After the race, the consensus seemed to be I was being too cautious on the turns and not bringing the nose around fast enough after the clew was through. I was being careful, perhaps more than usual, as the wind was stronger than we’d raced in before and very shifty.

We got down to the Ballard mark, which is always in — to be blunt — shitty wind conditions. There is some Vortex of Hell down there making roundings always an adventure. We actually managed the rounding in good shape — despite getting (metaphorically) tangled up with a boat that missed the fact there was a reaching mark and shouldn’t have been on the course any longer. We yanked out the protest flag, not that it helped much given they cut off our wind.

Protest! (Psst, you have to round all the marks!)

We got the kite down in good shape (whew), and decided to tack out into what we though was going to be better air. We made it about 10 boat lengths and the wind went to zero.

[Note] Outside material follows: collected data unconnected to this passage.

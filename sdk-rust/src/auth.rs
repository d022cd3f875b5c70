//! Account endpoints: login, registration, OTP verification and profile
//! maintenance. Each call updates the shared [`Session`] where the web
//! client would update local storage.

use crate::{ApiEnvelope, ClientError, ClientResult, Session, User};
use serde::{Deserialize, Serialize};
use serde_json::{json, Value};
use std::sync::Arc;

const MIN_PASSWORD_LEN: usize = 8;
const OTP_LEN: usize = 6;
/// Login failures mentioning this are accounts awaiting email verification.
const OTP_PENDING_MARKER: &str = "verifikasi OTP";

#[derive(Debug, Clone, Serialize, Deserialize, PartialEq, Eq)]
pub struct RegisterRequest {
    pub email: String,
    pub password: String,
    pub password_confirmation: String,
}

impl RegisterRequest {
    pub fn validate(&self) -> ClientResult<()> {
        if self.email.trim().is_empty() {
            return Err(ClientError::InvalidInput("Email wajib diisi".to_string()));
        }
        validate_new_password(&self.password, &self.password_confirmation, "Password")
    }
}

#[derive(Debug, Clone, Serialize, Deserialize, PartialEq, Eq)]
pub struct ChangePasswordRequest {
    pub current_password: String,
    pub new_password: String,
    pub new_password_confirmation: String,
}

impl ChangePasswordRequest {
    pub fn validate(&self) -> ClientResult<()> {
        validate_new_password(
            &self.new_password,
            &self.new_password_confirmation,
            "Password baru",
        )
    }
}

fn validate_new_password(password: &str, confirmation: &str, subject: &str) -> ClientResult<()> {
    if password.chars().count() < MIN_PASSWORD_LEN {
        return Err(ClientError::InvalidInput(format!(
            "{subject} minimal {MIN_PASSWORD_LEN} karakter"
        )));
    }
    if password != confirmation {
        return Err(ClientError::InvalidInput(
            "Konfirmasi password tidak cocok".to_string(),
        ));
    }
    Ok(())
}

pub struct Auth {
    session: Arc<Session>,
}

impl Auth {
    #[must_use]
    pub fn new(session: Arc<Session>) -> Self {
        Self { session }
    }

    /// Sign in and load the credit balance before returning.
    ///
    /// An unverified account yields [`ClientError::OtpRequired`] after a new
    /// code has been requested for `email`.
    pub async fn login(&self, email: &str, password: &str) -> ClientResult<User> {
        let result = self
            .post("/login", json!({ "email": email, "password": password }))
            .await;

        let envelope = match result {
            Ok(envelope) => envelope,
            Err(error) => {
                let message = error.server_message().map(ToString::to_string);
                if let Some(message) = message.filter(|m| m.contains(OTP_PENDING_MARKER)) {
                    if let Err(error) = self.resend_otp(email).await {
                        tracing::warn!(%error, "failed to resend OTP after login");
                    }
                    return Err(ClientError::OtpRequired(message));
                }
                return Err(error);
            }
        };

        let token = required_str(&envelope.data, "token")?;
        let user: User = serde_json::from_value(envelope.data["user"].clone())?;

        self.session.sign_in(&token, user.clone())?;
        self.session.refresh_user_limit().await;
        tracing::info!(user = %user.name, "signed in");
        Ok(user)
    }

    /// Create an account. The service emails an OTP to confirm it.
    pub async fn register(&self, request: &RegisterRequest) -> ClientResult<Option<String>> {
        request.validate()?;
        let envelope = self.post("/register", serde_json::to_value(request)?).await?;
        Ok(envelope.message)
    }

    /// Confirm `email` with the emailed code and store the returned token.
    pub async fn verify_otp(&self, email: &str, otp: &str) -> ClientResult<()> {
        let otp = otp.trim();
        if otp.len() != OTP_LEN || !otp.chars().all(|c| c.is_ascii_digit()) {
            return Err(ClientError::InvalidInput(
                "Mohon masukkan 6 digit OTP".to_string(),
            ));
        }
        if email.trim().is_empty() {
            return Err(ClientError::InvalidInput(
                "Email tidak ditemukan. Silakan login ulang.".to_string(),
            ));
        }

        let envelope = self
            .post("/verify-otp", json!({ "email": email, "otp": otp }))
            .await?;
        let token = required_str(&envelope.data, "token")?;
        self.session.store_token(&token)
    }

    pub async fn resend_otp(&self, email: &str) -> ClientResult<()> {
        self.post("/resend-otp", json!({ "email": email })).await?;
        tracing::debug!("OTP resent");
        Ok(())
    }

    /// Save profile fields and replace the session user with the one the
    /// service returns.
    pub async fn update_profile(&self, profile: Value) -> ClientResult<User> {
        let envelope = self.post("/profile", profile).await?;
        let user: User = serde_json::from_value(envelope.data["user"].clone())?;
        self.session.set_user(Some(user.clone()))?;
        Ok(user)
    }

    pub async fn change_password(
        &self,
        request: &ChangePasswordRequest,
    ) -> ClientResult<Option<String>> {
        request.validate()?;
        let envelope = self
            .post("/change-password", serde_json::to_value(request)?)
            .await?;
        Ok(envelope.message)
    }

    pub fn logout(&self) -> ClientResult<()> {
        self.session.sign_out()
    }

    async fn post(&self, path: &str, body: Value) -> ClientResult<ApiEnvelope> {
        self.session.api().post(path, body).await?.into_success()
    }
}

fn required_str(data: &Value, key: &str) -> ClientResult<String> {
    data.get(key)
        .and_then(Value::as_str)
        .filter(|value| !value.is_empty())
        .map(ToString::to_string)
        .ok_or_else(|| ClientError::Invariant(format!("Response has no {key}")))
}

(Did I mention I hate the Ballard mark?)

After a knuckle-biting four minutes, the wind came back through our little hole and we managed to get going. Huge wind shifts and big gusts (8 –> 15 –> 6 –>12, with no real pattern) made the upwind leg back to the line challenging.

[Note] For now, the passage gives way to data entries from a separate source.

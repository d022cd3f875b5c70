//! Test doubles for the client seams: a queue-backed [`MockApi`], a
//! [`RecordingBrowser`] and a [`RecordingObserver`].

mod api;

pub use api::{profile_data, MockApi, MockMethod, MockResponse, TrackedRequest};

use crate::{BrowsingContext, GenerationObserver, Notice, NoticeLevel};
use std::sync::Mutex;

/// A browsing context that remembers every navigation and notice.
#[derive(Default)]
pub struct RecordingBrowser {
    navigations: Mutex<Vec<String>>,
    notices: Mutex<Vec<Notice>>,
}

impl RecordingBrowser {
    #[must_use]
    pub fn new() -> Self {
        Self::default()
    }

    /// URLs navigated to, oldest first.
    pub fn navigations(&self) -> Vec<String> {
        self.navigations.lock().expect("browser state poisoned").clone()
    }

    /// The most recent navigation, i.e. the current location.
    pub fn location(&self) -> Option<String> {
        self.navigations().pop()
    }

    pub fn notices(&self) -> Vec<Notice> {
        self.notices.lock().expect("browser state poisoned").clone()
    }

    /// Messages of the error notices shown so far.
    pub fn errors(&self) -> Vec<String> {
        self.notices()
            .into_iter()
            .filter(|notice| notice.level == NoticeLevel::Error)
            .map(|notice| notice.message)
            .collect()
    }
}

impl BrowsingContext for RecordingBrowser {
    fn navigate(&self, url: &str) {
        self.navigations
            .lock()
            .expect("browser state poisoned")
            .push(url.to_string());
    }

    fn notify(&self, notice: Notice) {
        self.notices
            .lock()
            .expect("browser state poisoned")
            .push(notice);
    }
}

/// A generation observer that records every callback.
#[derive(Default)]
pub struct RecordingObserver {
    loading: Mutex<Vec<bool>>,
    results: Mutex<Vec<String>>,
    generate_ids: Mutex<Vec<String>>,
}

impl RecordingObserver {
    #[must_use]
    pub fn new() -> Self {
        Self::default()
    }

    /// Loading transitions in call order.
    pub fn loading(&self) -> Vec<bool> {
        self.loading.lock().expect("observer state poisoned").clone()
    }

    pub fn results(&self) -> Vec<String> {
        self.results.lock().expect("observer state poisoned").clone()
    }

    pub fn generate_ids(&self) -> Vec<String> {
        self.generate_ids
            .lock()
            .expect("observer state poisoned")
            .clone()
    }
}

impl GenerationObserver for RecordingObserver {
    fn on_loading(&self, loading: bool) {
        self.loading
            .lock()
            .expect("observer state poisoned")
            .push(loading);
    }

    fn on_result(&self, result: &str) {
        self.results
            .lock()
            .expect("observer state poisoned")
            .push(result.to_string());
    }

    fn on_generate_id(&self, id: &str) {
        self.generate_ids
            .lock()
            .expect("observer state poisoned")
            .push(id.to_string());
    }
}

We finally made it back, though we were mentally exhausted from a pretty rough day on the water with all the gybe mistakes. We still finished first in class, though, continuing the string of class bullets we’ve had in each race but the one we missed. Only one or two other boats in our class have shown up each night, though. We ended up second on overall corrected time for the day, behind J/105 Corvo 105 — who simply made far fewer mistakes than we did even though I thought we had better lines on the course.

That sort of result is, in some ways, even more frustrating. To come out second overall with so many time-consuming mistakes… Just makes me wonder what it would have looked like if I’d managed the gybes better from the helm.

This was the last race in the series. Officially speaking, One Life won her first racing series as we shot bullets with a 1 – (DNC) – 1 – 1 – 1. A huge thanks to Taylor for sailing with me in this doublehanded series and to CYC for organizing the race during the pandemic.